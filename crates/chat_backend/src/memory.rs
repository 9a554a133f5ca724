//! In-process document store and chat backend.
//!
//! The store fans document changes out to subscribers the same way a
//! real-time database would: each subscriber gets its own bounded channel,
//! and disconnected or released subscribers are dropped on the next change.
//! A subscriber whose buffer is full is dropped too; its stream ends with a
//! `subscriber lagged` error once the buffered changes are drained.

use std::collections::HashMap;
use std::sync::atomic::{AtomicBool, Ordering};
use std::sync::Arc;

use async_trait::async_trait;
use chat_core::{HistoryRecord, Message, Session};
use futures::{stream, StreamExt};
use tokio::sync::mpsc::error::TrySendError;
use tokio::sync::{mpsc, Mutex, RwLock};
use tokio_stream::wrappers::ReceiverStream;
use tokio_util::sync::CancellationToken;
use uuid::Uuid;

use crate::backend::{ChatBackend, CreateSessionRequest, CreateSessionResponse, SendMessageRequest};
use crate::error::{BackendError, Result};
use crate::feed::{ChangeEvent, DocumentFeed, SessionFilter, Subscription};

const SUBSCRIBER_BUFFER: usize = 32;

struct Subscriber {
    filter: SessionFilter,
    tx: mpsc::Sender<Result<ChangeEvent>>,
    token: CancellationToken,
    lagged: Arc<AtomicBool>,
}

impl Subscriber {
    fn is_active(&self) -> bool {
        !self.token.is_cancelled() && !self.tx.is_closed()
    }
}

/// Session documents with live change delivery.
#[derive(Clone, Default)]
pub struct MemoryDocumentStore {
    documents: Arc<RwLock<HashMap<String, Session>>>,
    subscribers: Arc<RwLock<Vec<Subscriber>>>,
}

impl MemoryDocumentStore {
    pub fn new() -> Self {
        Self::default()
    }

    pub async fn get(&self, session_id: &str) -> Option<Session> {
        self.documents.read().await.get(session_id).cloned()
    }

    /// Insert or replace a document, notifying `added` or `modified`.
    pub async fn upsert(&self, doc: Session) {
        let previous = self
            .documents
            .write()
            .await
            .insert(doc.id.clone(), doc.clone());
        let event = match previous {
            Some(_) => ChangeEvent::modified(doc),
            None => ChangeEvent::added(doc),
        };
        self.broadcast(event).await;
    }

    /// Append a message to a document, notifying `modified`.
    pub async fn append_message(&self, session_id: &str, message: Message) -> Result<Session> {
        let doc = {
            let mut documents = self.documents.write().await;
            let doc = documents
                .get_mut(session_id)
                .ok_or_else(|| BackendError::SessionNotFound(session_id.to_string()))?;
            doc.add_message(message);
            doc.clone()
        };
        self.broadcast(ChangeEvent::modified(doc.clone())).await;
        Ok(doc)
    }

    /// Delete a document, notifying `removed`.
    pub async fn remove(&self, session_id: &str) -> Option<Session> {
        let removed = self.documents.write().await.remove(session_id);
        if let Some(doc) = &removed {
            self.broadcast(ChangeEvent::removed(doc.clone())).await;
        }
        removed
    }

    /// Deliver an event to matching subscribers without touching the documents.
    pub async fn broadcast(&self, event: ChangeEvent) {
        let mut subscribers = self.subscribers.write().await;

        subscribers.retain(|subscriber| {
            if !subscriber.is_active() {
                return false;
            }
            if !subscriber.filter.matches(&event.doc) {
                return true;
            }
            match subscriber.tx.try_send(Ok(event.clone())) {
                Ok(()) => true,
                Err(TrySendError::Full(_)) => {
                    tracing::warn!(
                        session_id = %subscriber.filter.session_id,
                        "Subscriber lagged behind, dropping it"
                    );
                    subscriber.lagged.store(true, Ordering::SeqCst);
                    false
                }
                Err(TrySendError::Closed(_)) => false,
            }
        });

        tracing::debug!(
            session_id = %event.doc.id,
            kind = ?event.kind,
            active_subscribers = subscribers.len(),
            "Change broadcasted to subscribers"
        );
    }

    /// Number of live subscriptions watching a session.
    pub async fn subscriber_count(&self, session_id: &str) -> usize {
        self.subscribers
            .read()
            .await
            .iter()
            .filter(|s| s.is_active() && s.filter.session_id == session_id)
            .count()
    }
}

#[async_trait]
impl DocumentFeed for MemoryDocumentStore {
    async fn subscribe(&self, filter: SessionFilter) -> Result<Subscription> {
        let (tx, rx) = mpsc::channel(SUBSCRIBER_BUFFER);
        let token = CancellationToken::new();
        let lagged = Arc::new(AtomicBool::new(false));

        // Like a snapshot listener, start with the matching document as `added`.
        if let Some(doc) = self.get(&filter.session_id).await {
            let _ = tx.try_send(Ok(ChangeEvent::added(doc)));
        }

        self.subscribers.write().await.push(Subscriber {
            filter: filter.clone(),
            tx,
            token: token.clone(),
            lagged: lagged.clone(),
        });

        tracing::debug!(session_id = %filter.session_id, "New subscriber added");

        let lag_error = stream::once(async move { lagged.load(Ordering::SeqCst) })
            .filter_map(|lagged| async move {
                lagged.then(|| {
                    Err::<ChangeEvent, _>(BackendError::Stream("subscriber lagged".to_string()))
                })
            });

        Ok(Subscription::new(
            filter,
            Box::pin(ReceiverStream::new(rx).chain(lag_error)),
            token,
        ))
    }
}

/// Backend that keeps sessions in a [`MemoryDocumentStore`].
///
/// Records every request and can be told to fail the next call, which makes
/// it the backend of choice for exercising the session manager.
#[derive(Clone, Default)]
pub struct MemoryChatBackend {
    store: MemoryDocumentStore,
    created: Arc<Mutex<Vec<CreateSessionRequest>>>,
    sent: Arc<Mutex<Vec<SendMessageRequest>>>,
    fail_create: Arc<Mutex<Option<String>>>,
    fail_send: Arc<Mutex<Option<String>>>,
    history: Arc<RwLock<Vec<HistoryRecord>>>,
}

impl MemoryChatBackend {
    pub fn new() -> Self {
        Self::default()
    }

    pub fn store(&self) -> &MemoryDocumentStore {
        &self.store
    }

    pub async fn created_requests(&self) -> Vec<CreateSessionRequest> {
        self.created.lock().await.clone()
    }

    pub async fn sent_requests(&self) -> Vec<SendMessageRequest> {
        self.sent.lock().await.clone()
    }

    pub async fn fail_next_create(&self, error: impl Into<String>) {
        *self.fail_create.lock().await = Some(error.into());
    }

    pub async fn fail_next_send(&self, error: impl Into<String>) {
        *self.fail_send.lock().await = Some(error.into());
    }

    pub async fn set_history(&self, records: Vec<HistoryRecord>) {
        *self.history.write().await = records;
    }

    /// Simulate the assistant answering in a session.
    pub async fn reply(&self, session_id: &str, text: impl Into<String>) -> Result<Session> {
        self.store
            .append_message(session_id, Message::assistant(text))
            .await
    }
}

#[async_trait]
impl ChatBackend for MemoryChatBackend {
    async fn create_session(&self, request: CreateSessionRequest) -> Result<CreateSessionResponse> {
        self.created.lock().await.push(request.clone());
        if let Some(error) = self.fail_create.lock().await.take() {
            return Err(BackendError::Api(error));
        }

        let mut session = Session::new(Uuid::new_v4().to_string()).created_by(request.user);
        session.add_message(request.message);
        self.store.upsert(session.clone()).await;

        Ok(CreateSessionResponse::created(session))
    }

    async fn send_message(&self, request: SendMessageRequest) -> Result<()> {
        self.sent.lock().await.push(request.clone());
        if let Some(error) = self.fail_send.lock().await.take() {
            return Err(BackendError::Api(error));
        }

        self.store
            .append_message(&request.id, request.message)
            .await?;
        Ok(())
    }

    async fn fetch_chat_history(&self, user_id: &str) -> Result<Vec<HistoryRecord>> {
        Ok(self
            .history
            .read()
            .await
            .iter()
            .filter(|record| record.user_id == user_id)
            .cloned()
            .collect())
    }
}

● **Aim of the exercise**
Word for word, write out the data.

● **Exercise response**
filename crates/chat_backend/src/memory.rs
repository 9a554a133f5ca724
//! In-process document store and chat backend.
//!
//! The store fans document changes out to subscribers the same way a
//! real-time database would: each subscriber gets its own bounded channel,
//! and disconnected or released subscribers are dropped on the next change.
//! A subscriber whose buffer is full is dropped too; its stream ends with a
//! `subscriber lagged` error once the buffered changes are drained.

use std::collections::HashMap;
use std::sync::atomic::{AtomicBool, Ordering};
use std::sync::Arc;

use async_trait::async_trait;
use chat_core::{HistoryRecord, Message, Session};
use futures::{stream, StreamExt};
use tokio::sync::mpsc::error::TrySendError;
use tokio::sync::{mpsc, Mutex, RwLock};
use tokio_stream::wrappers::ReceiverStream;
use tokio_util::sync::CancellationToken;
use uuid::Uuid;

use crate::backend::{ChatBackend, CreateSessionRequest, CreateSessionResponse, SendMessageRequest};
use crate::error::{BackendError, Result};
use crate::feed::{ChangeEvent, DocumentFeed, SessionFilter, Subscription};

const SUBSCRIBER_BUFFER: usize = 32;

struct Subscriber {
    filter: SessionFilter,
    tx: mpsc::Sender<Result<ChangeEvent>>,
    token: CancellationToken,
    lagged: Arc<AtomicBool>,
}

impl Subscriber {
    fn is_active(&self) -> bool {
        !self.token.is_cancelled() && !self.tx.is_closed()
    }
}

/// Session documents with live change delivery.
#[derive(Clone, Default)]
pub struct MemoryDocumentStore {
    documents: Arc<RwLock<HashMap<String, Session>>>,
    subscribers: Arc<RwLock<Vec<Subscriber>>>,
}

impl MemoryDocumentStore {
    pub fn new() -> Self {
        Self::default()
    }

    pub async fn get(&self, session_id: &str) -> Option<Session> {
        self.documents.read().await.get(session_id).cloned()
    }

    /// Insert or replace a document, notifying `added` or `modified`.
    pub async fn upsert(&self, doc: Session) {
        let previous = self
            .documents
            .write()
            .await
            .insert(doc.id.clone(), doc.clone());
        let event = match previous {
            Some(_) => ChangeEvent::modified(doc),
            None => ChangeEvent::added(doc),
        };
        self.broadcast(event).await;
    }

    /// Append a message to a document, notifying `modified`.
    pub async fn append_message(&self, session_id: &str, message: Message) -> Result<Session> {
        let doc = {
            let mut documents = self.documents.write().await;
            let doc = documents
                .get_mut(session_id)
                .ok_or_else(|| BackendError::SessionNotFound(session_id.to_string()))?;
            doc.add_message(message);
            doc.clone()
        };
        self.broadcast(ChangeEvent::modified(doc.clone())).await;
        Ok(doc)
    }

    /// Delete a document, notifying `removed`.
    pub async fn remove(&self, session_id: &str) -> Option<Session> {
        let removed = self.documents.write().await.remove(session_id);
        if let Some(doc) = &removed {
            self.broadcast(ChangeEvent::removed(doc.clone())).await;
        }
        removed
    }

    /// Deliver an event to matching subscribers without touching the documents.
    pub async fn broadcast(&self, event: ChangeEvent) {
        let mut subscribers = self.subscribers.write().await;

        subscribers.retain(|subscriber| {
            if !subscriber.is_active() {
                return false;
            }
            if !subscriber.filter.matches(&event.doc) {
                return true;
            }
            match subscriber.tx.try_send(Ok(event.clone())) {
                Ok(()) => true,
                Err(TrySendError::Full(_)) => {
                    tracing::warn!(
                        session_id = %subscriber.filter.session_id,
                        "Subscriber lagged behind, dropping it"
                    );
                    subscriber.lagged.store(true, Ordering::SeqCst);
                    false
                }
                Err(TrySendError::Closed(_)) => false,
            }
        });

        tracing::debug!(
            session_id = %event.doc.id,
            kind = ?event.kind,
            active_subscribers = subscribers.len(),
            "Change broadcasted to subscribers"
        );
    }

    /// Number of live subscriptions watching a session.
    pub async fn subscriber_count(&self, session_id: &str) -> usize {
        self.subscribers
            .read()
            .await
            .iter()
            .filter(|s| s.is_active() && s.filter.session_id == session_id)
            .count()
    }
}

#[async_trait]
impl DocumentFeed for MemoryDocumentStore {
    async fn subscribe(&self, filter: SessionFilter) -> Result<Subscription> {
        let (tx, rx) = mpsc::channel(SUBSCRIBER_BUFFER);
        let token = CancellationToken::new();
        let lagged = Arc::new(AtomicBool::new(false));

        // Like a snapshot listener, start with the matching document as `added`.
        if let Some(doc) = self.get(&filter.session_id).await {
            let _ = tx.try_send(Ok(ChangeEvent::added(doc)));
        }

        self.subscribers.write().await.push(Subscriber {
            filter: filter.clone(),
            tx,
            token: token.clone(),
            lagged: lagged.clone(),
        });

        tracing::debug!(session_id = %filter.session_id, "New subscriber added");

        let lag_error = stream::once(async move { lagged.load(Ordering::SeqCst) })
            .filter_map(|lagged| async move {
                lagged.then(|| {
                    Err::<ChangeEvent, _>(BackendError::Stream("subscriber lagged".to_string()))
                })
            });

        Ok(Subscription::new(
            filter,
            Box::pin(ReceiverStream::new(rx).chain(lag_error)),
            token,
        ))
    }
}

/// Backend that keeps sessions in a [`MemoryDocumentStore`].
///
/// Records every request and can be told to fail the next call, which makes
/// it the backend of choice for exercising the session manager.
#[derive(Clone, Default)]
pub struct MemoryChatBackend {
    store: MemoryDocumentStore,
    created: Arc<Mutex<Vec<CreateSessionRequest>>>,
    sent: Arc<Mutex<Vec<SendMessageRequest>>>,
    fail_create: Arc<Mutex<Option<String>>>,
    fail_send: Arc<Mutex<Option<String>>>,
    history: Arc<RwLock<Vec<HistoryRecord>>>,
}

impl MemoryChatBackend {
    pub fn new() -> Self {
        Self::default()
    }

    pub fn store(&self) -> &MemoryDocumentStore {
        &self.store
    }

    pub async fn created_requests(&self) -> Vec<CreateSessionRequest> {
        self.created.lock().await.clone()
    }

    pub async fn sent_requests(&self) -> Vec<SendMessageRequest> {
        self.sent.lock().await.clone()
    }

    pub async fn fail_next_create(&self, error: impl Into<String>) {
        *self.fail_create.lock().await = Some(error.into());
    }

    pub async fn fail_next_send(&self, error: impl Into<String>) {
        *self.fail_send.lock().await = Some(error.into());
    }

    pub async fn set_history(&self, records: Vec<HistoryRecord>) {
        *self.history.write().await = records;
    }

    /// Simulate the assistant answering in a session.
    pub async fn reply(&self, session_id: &str, text: impl Into<String>) -> Result<Session> {
        self.store
            .append_message(session_id, Message::assistant(text))
            .await
    }
}

#[async_trait]
impl ChatBackend for MemoryChatBackend {
    async fn create_session(&self, request: CreateSessionRequest) -> Result<CreateSessionResponse> {
        self.created.lock().await.push(request.clone());
        if let Some(error) = self.fail_create.lock().await.take() {
            return Err(BackendError::Api(error));
        }

        let mut session = Session::new(Uuid::new_v4().to_string()).created_by(request.user);
        session.add_message(request.message);
        self.store.upsert(session.clone()).await;

        Ok(CreateSessionResponse::created(session))
    }

    async fn send_message(&self, request: SendMessageRequest) -> Result<()> {
        self.sent.lock().await.push(request.clone());
        if let Some(error) = self.fail_send.lock().await.take() {
            return Err(BackendError::Api(error));
        }

        self.store
            .append_message(&request.id, request.message)
            .await?;
        Ok(())
    }

    async fn fetch_chat_history(&self, user_id: &str) -> Result<Vec<HistoryRecord>> {
        Ok(self
            .history
            .read()
            .await
            .iter()
            .filter(|record| record.user_id == user_id)
            .cloned()
            .collect())
    }
}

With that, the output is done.